### PROVIDED INFORMATION

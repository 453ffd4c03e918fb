// Visual widget boundary and the terminal gauge that implements it.

use crate::error::{GaugeError, WidgetError};
use ratatui::buffer::Buffer;
use ratatui::layout::Rect;
use ratatui::style::Color;
use ratatui::widgets::Widget;
use std::sync::{Mutex, PoisonError};

/// Bar/gauge-style indicator that presenters push values into.
pub trait VisualWidget: Send + Sync {
    /// `percent` must be within 0..=100.
    fn set_percent(&self, percent: u64) -> Result<(), WidgetError>;

    /// `value` must be within 0..=max and `max` must be positive.
    fn set_absolute(&self, value: u64, max: u64) -> Result<(), WidgetError>;
}

/// Construction options for a gauge.
#[derive(Debug, Clone, PartialEq, Eq)]
pub struct GaugeOptions {
    /// Rows occupied by the bar.
    pub height: u16,
    pub label: String,
    pub fill_color: Color,
    /// Text colour over the filled part of the bar.
    pub filled_text_color: Color,
    /// Text colour over the empty part of the bar.
    pub empty_text_color: Color,
}

impl Default for GaugeOptions {
    fn default() -> Self {
        Self {
            height: 3,
            label: String::new(),
            fill_color: Color::Red,
            filled_text_color: Color::Black,
            empty_text_color: Color::Yellow,
        }
    }
}

/// Last value pushed into a gauge.
#[derive(Debug, Clone, Copy, Default, PartialEq, Eq)]
pub enum Fill {
    #[default]
    Empty,
    Percent(u64),
    Absolute { value: u64, max: u64 },
}

impl Fill {
    pub fn ratio(&self) -> f64 {
        match *self {
            Fill::Empty => 0.0,
            Fill::Percent(p) => p as f64 / 100.0,
            Fill::Absolute { value, max } => value as f64 / max as f64,
        }
    }

    fn text(&self, label: &str) -> String {
        let value = match *self {
            Fill::Empty => String::new(),
            Fill::Percent(p) => format!("{p}%"),
            Fill::Absolute { value, max } => format!("{value}/{max}"),
        };
        match (label.is_empty(), value.is_empty()) {
            (true, _) => value,
            (false, true) => label.to_string(),
            (false, false) => format!("{label} {value}"),
        }
    }
}

/// Gauge whose fill is written by a presenter task and read by the draw loop.
#[derive(Debug)]
pub struct GaugeWidget {
    options: GaugeOptions,
    fill: Mutex<Fill>,
}

impl GaugeWidget {
    pub fn new(options: GaugeOptions) -> Result<Self, GaugeError> {
        if options.height == 0 {
            return Err(GaugeError::LayoutBuild(format!(
                "gauge '{}' must be at least one row high",
                options.label
            )));
        }
        Ok(Self {
            options,
            fill: Mutex::new(Fill::Empty),
        })
    }

    pub fn options(&self) -> &GaugeOptions {
        &self.options
    }

    pub fn fill(&self) -> Fill {
        *self.fill.lock().unwrap_or_else(PoisonError::into_inner)
    }

    /// Renderable view of the current fill.
    pub fn bar(&self) -> GaugeBar<'_> {
        GaugeBar {
            options: &self.options,
            fill: self.fill(),
        }
    }

    fn store(&self, fill: Fill) -> Result<(), WidgetError> {
        let mut guard = self.fill.lock().map_err(|_| WidgetError::Poisoned)?;
        *guard = fill;
        Ok(())
    }
}

impl VisualWidget for GaugeWidget {
    fn set_percent(&self, percent: u64) -> Result<(), WidgetError> {
        if percent > 100 {
            return Err(WidgetError::PercentOutOfRange(percent));
        }
        self.store(Fill::Percent(percent))
    }

    fn set_absolute(&self, value: u64, max: u64) -> Result<(), WidgetError> {
        if max == 0 {
            return Err(WidgetError::ZeroMaximum);
        }
        if value > max {
            return Err(WidgetError::AbsoluteOutOfRange { value, max });
        }
        self.store(Fill::Absolute { value, max })
    }
}

pub struct GaugeBar<'a> {
    options: &'a GaugeOptions,
    fill: Fill,
}

impl Widget for GaugeBar<'_> {
    fn render(self, area: Rect, buf: &mut Buffer) {
        if area.is_empty() {
            return;
        }

        let filled = ((self.fill.ratio() * f64::from(area.width)) as u16).min(area.width);
        let fill_end = area.left() + filled;

        for y in area.top()..area.bottom() {
            for x in area.left()..area.right() {
                let bg = if x < fill_end {
                    self.options.fill_color
                } else {
                    Color::Reset
                };
                buf[(x, y)].set_symbol(" ").set_bg(bg);
            }
        }

        let text = self.fill.text(&self.options.label);
        let text_width = text.chars().count() as u16;
        let text_y = area.top() + area.height / 2;
        let start = area.left() + area.width.saturating_sub(text_width) / 2;
        for (x, ch) in (start..area.right()).zip(text.chars()) {
            let fg = if x < fill_end {
                self.options.filled_text_color
            } else {
                self.options.empty_text_color
            };
            buf[(x, text_y)].set_char(ch).set_fg(fg);
        }
    }
}

#[cfg(test)]
mod tests {
    use super::*;

    fn gauge(label: &str) -> GaugeWidget {
        GaugeWidget::new(GaugeOptions {
            label: label.into(),
            ..GaugeOptions::default()
        })
        .unwrap()
    }

    #[test]
    fn percent_above_hundred_is_rejected() {
        let g = gauge("GPU Usage");
        assert_eq!(g.set_percent(101), Err(WidgetError::PercentOutOfRange(101)));
        assert_eq!(g.fill(), Fill::Empty);
    }

    #[test]
    fn absolute_checks_maximum() {
        let g = gauge("VRAM");
        assert_eq!(g.set_absolute(1, 0), Err(WidgetError::ZeroMaximum));
        assert_eq!(
            g.set_absolute(9, 8),
            Err(WidgetError::AbsoluteOutOfRange { value: 9, max: 8 })
        );
        g.set_absolute(4, 8).unwrap();
        assert_eq!(g.fill(), Fill::Absolute { value: 4, max: 8 });
        assert_eq!(g.fill().ratio(), 0.5);
    }

    #[test]
    fn zero_height_is_a_layout_error() {
        let err = GaugeWidget::new(GaugeOptions {
            height: 0,
            ..GaugeOptions::default()
        })
        .unwrap_err();
        assert!(matches!(err, GaugeError::LayoutBuild(_)));
    }

    #[test]
    fn bar_fills_proportionally_and_colours_text() {
        let g = gauge("");
        g.set_percent(50).unwrap();

        let area = Rect::new(0, 0, 10, 3);
        let mut buf = Buffer::empty(area);
        g.bar().render(area, &mut buf);

        assert_eq!(buf[(0, 0)].bg, Color::Red);
        assert_eq!(buf[(4, 2)].bg, Color::Red);
        assert_eq!(buf[(5, 0)].bg, Color::Reset);
        assert_eq!(buf[(9, 2)].bg, Color::Reset);

        // "50%" centred on the middle row: columns 3..6
        assert_eq!(buf[(3, 1)].symbol(), "5");
        assert_eq!(buf[(3, 1)].fg, Color::Black);
        assert_eq!(buf[(5, 1)].symbol(), "%");
        assert_eq!(buf[(5, 1)].fg, Color::Yellow);
    }

    #[test]
    fn text_includes_label() {
        assert_eq!(Fill::Percent(70).text("GPU Usage"), "GPU Usage 70%");
        assert_eq!(
            Fill::Absolute { value: 2, max: 8 }.text("VRAM"),
            "VRAM 2/8"
        );
        assert_eq!(Fill::Empty.text("VRAM"), "VRAM");
    }
}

######

Only the number is wanted: how many lines in the data include the string "over"?

2